[Records excerpted from a collection]
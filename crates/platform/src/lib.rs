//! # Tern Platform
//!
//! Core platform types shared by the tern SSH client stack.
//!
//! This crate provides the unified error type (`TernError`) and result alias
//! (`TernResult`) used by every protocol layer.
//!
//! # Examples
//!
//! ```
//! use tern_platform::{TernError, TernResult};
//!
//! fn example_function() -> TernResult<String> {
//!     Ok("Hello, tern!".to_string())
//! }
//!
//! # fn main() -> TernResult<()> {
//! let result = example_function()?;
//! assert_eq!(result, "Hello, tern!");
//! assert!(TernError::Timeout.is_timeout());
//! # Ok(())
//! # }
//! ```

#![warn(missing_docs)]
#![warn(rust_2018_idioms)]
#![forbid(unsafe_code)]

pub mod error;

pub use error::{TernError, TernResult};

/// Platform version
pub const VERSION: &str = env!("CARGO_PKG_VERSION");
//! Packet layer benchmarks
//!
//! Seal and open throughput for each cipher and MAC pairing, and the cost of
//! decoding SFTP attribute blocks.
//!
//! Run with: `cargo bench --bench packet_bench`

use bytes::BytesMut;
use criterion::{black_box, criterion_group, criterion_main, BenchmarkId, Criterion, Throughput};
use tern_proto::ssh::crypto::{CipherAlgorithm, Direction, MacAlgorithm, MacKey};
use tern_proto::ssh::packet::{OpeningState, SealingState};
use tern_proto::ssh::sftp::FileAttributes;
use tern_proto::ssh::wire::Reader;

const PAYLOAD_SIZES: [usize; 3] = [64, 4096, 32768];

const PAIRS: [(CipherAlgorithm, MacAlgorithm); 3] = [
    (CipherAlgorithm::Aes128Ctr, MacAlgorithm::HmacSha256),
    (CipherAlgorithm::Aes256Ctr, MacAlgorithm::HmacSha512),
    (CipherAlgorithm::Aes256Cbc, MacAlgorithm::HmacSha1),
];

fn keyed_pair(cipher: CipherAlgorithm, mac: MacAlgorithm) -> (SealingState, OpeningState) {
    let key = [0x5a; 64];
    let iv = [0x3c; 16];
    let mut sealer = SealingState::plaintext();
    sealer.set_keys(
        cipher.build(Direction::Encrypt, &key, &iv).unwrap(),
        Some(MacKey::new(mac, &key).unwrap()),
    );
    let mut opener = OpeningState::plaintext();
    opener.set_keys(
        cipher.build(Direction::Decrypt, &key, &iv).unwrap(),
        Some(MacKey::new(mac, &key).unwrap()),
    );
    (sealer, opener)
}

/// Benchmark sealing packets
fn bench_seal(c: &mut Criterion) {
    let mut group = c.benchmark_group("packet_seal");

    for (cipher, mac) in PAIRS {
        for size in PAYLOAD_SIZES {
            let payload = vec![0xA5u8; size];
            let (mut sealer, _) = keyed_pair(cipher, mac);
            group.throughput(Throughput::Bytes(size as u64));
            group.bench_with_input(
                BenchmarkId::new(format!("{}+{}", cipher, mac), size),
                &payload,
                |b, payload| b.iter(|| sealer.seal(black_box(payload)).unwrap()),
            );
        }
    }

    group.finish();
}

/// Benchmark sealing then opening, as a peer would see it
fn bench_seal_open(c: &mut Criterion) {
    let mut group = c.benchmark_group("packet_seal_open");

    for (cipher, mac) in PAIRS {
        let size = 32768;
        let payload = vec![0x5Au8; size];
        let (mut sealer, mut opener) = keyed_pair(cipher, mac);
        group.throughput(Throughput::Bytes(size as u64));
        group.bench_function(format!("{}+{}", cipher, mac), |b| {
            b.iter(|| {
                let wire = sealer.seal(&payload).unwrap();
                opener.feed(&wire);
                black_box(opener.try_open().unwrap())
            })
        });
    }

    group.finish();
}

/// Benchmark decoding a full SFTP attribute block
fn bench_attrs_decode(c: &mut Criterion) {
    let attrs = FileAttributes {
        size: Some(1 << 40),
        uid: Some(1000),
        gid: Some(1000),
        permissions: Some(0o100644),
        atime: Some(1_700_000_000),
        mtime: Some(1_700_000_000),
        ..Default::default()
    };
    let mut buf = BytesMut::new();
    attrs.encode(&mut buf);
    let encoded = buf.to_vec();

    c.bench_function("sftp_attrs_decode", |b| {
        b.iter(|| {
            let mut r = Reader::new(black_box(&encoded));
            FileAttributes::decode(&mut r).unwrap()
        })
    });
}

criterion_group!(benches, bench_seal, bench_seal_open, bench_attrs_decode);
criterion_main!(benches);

Requirement: Lines from the one containing "FileAttributes::decode(&mut r).unwrap()" through the end of the data above must be written out exactly, and no other lines are needed.

Worked solution:
            FileAttributes::decode(&mut r).unwrap()
        })
    });
}

criterion_group!(benches, bench_seal, bench_seal_open, bench_attrs_decode);
criterion_main!(benches);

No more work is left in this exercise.